(Data excerpts)
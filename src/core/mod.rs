//! Core logger types and traits

pub mod attributes;
pub mod destination;
pub mod error;
pub mod fanout;
pub mod global;
pub mod log_context;
pub mod log_entry;
pub mod log_level;
pub mod logger;
pub mod metrics;
pub mod output_format;
pub mod structured_builder;
pub mod timestamp;
pub mod worker_pool;

pub use destination::Destination;
pub use error::{LoggerError, Result};
pub use fanout::FanOutWriter;
pub use log_context::{Attr, FieldValue, LogContext};
pub use log_entry::{LogEntry, SourceLocation};
pub use log_level::{LogLevel, CUSTOM_LEVELS};
pub use logger::{Logger, LoggerBuilder};
pub use metrics::DeliveryMetrics;
pub use output_format::JsonFormatter;
pub use structured_builder::StructuredLogBuilder;
pub use timestamp::TimestampFormat;
pub use worker_pool::{WorkerPool, DEFAULT_SHUTDOWN_TIMEOUT};
//! Delivery metrics for observability
//!
//! The fan-out path never reports destination failures to the caller, so
//! these counters are the place to watch destination health.

use std::sync::atomic::{AtomicU64, Ordering};

/// Counters for fan-out delivery
///
/// # Example
///
/// ```
/// use fanout_log::DeliveryMetrics;
///
/// let metrics = DeliveryMetrics::new();
/// metrics.record_write();
/// metrics.record_delivered();
/// metrics.record_failed();
///
/// assert_eq!(metrics.writes(), 1);
/// assert_eq!(metrics.failure_rate(), 50.0);
/// ```
#[derive(Debug)]
pub struct DeliveryMetrics {
    /// Fan-out write calls
    writes: AtomicU64,

    /// Per-destination deliveries that succeeded
    delivered: AtomicU64,

    /// Per-destination deliveries that returned an error
    failed: AtomicU64,

    /// Per-destination deliveries that panicked
    panicked: AtomicU64,

    /// Per-destination deliveries still running when the write deadline hit
    timed_out: AtomicU64,
}

impl DeliveryMetrics {
    pub const fn new() -> Self {
        Self {
            writes: AtomicU64::new(0),
            delivered: AtomicU64::new(0),
            failed: AtomicU64::new(0),
            panicked: AtomicU64::new(0),
            timed_out: AtomicU64::new(0),
        }
    }

    #[inline]
    pub fn writes(&self) -> u64 {
        self.writes.load(Ordering::Relaxed)
    }

    #[inline]
    pub fn delivered(&self) -> u64 {
        self.delivered.load(Ordering::Relaxed)
    }

    #[inline]
    pub fn failed(&self) -> u64 {
        self.failed.load(Ordering::Relaxed)
    }

    #[inline]
    pub fn panicked(&self) -> u64 {
        self.panicked.load(Ordering::Relaxed)
    }

    #[inline]
    pub fn timed_out(&self) -> u64 {
        self.timed_out.load(Ordering::Relaxed)
    }

    /// Failures of any kind: errors, panics and timeouts
    pub fn undelivered(&self) -> u64 {
        self.failed() + self.panicked() + self.timed_out()
    }

    #[inline]
    pub fn record_write(&self) -> u64 {
        self.writes.fetch_add(1, Ordering::Relaxed)
    }

    #[inline]
    pub fn record_delivered(&self) -> u64 {
        self.delivered.fetch_add(1, Ordering::Relaxed)
    }

    /// Record a failed delivery, returning the previous failure total
    #[inline]
    pub fn record_failed(&self) -> u64 {
        self.failed.fetch_add(1, Ordering::Relaxed)
    }

    #[inline]
    pub fn record_panicked(&self) -> u64 {
        self.panicked.fetch_add(1, Ordering::Relaxed)
    }

    #[inline]
    pub fn record_timed_out(&self) -> u64 {
        self.timed_out.fetch_add(1, Ordering::Relaxed)
    }

    /// Undelivered share of all per-destination attempts (0.0 - 100.0)
    pub fn failure_rate(&self) -> f64 {
        let undelivered = self.undelivered() as f64;
        let total = self.delivered() as f64 + undelivered;
        if total == 0.0 {
            0.0
        } else {
            (undelivered / total) * 100.0
        }
    }

    pub fn reset(&self) {
        self.writes.store(0, Ordering::Relaxed);
        self.delivered.store(0, Ordering::Relaxed);
        self.failed.store(0, Ordering::Relaxed);
        self.panicked.store(0, Ordering::Relaxed);
        self.timed_out.store(0, Ordering::Relaxed);
    }
}

impl Default for DeliveryMetrics {
    fn default() -> Self {
        Self::new()
    }
}

impl Clone for DeliveryMetrics {
    /// Create a snapshot of the current metrics values
    fn clone(&self) -> Self {
        Self {
            writes: AtomicU64::new(self.writes()),
            delivered: AtomicU64::new(self.delivered()),
            failed: AtomicU64::new(self.failed()),
            panicked: AtomicU64::new(self.panicked()),
            timed_out: AtomicU64::new(self.timed_out()),
        }
    }
}

#[cfg(test)]
mod tests {
    use super::*;

    #[test]
    fn test_metrics_new() {
        let metrics = DeliveryMetrics::new();
        assert_eq!(metrics.writes(), 0);
        assert_eq!(metrics.delivered(), 0);
        assert_eq!(metrics.undelivered(), 0);
    }

    #[test]
    fn test_record_returns_previous() {
        let metrics = DeliveryMetrics::new();
        assert_eq!(metrics.record_failed(), 0);
        assert_eq!(metrics.record_failed(), 1);
        assert_eq!(metrics.failed(), 2);
    }

    #[test]
    fn test_failure_rate() {
        let metrics = DeliveryMetrics::new();
        assert_eq!(metrics.failure_rate(), 0.0);

        for _ in 0..90 {
            metrics.record_delivered();
        }
        metrics.record_failed();
        metrics.record_panicked();
        for _ in 0..8 {
            metrics.record_timed_out();
        }

        let rate = metrics.failure_rate();
        assert!((rate - 10.0).abs() < f64::EPSILON, "rate was {}", rate);
    }

    #[test]
    fn test_snapshot_is_independent() {
        let metrics = DeliveryMetrics::new();
        metrics.record_write();

        let snapshot = metrics.clone();
        metrics.record_write();

        assert_eq!(snapshot.writes(), 1);
        assert_eq!(metrics.writes(), 2);

        metrics.reset();
        assert_eq!(metrics.writes(), 0);
    }
}
pub mod config;
pub mod error;
pub mod models;
pub mod utils;

pub use config::*;
pub use error::*;
pub use models::*;
pub use utils::*;

pub use utils::deviation::{expected_value, recent_average, season_average, standard_deviation};
pub use utils::prop_analysis::{analyze_line, expected_stats, find_best_plays, rank_plays};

What the task requires
Using the data above, return each line that includes the word "impl".

Written reply
impl DeliveryMetrics {
impl Default for DeliveryMetrics {
impl Clone for DeliveryMetrics {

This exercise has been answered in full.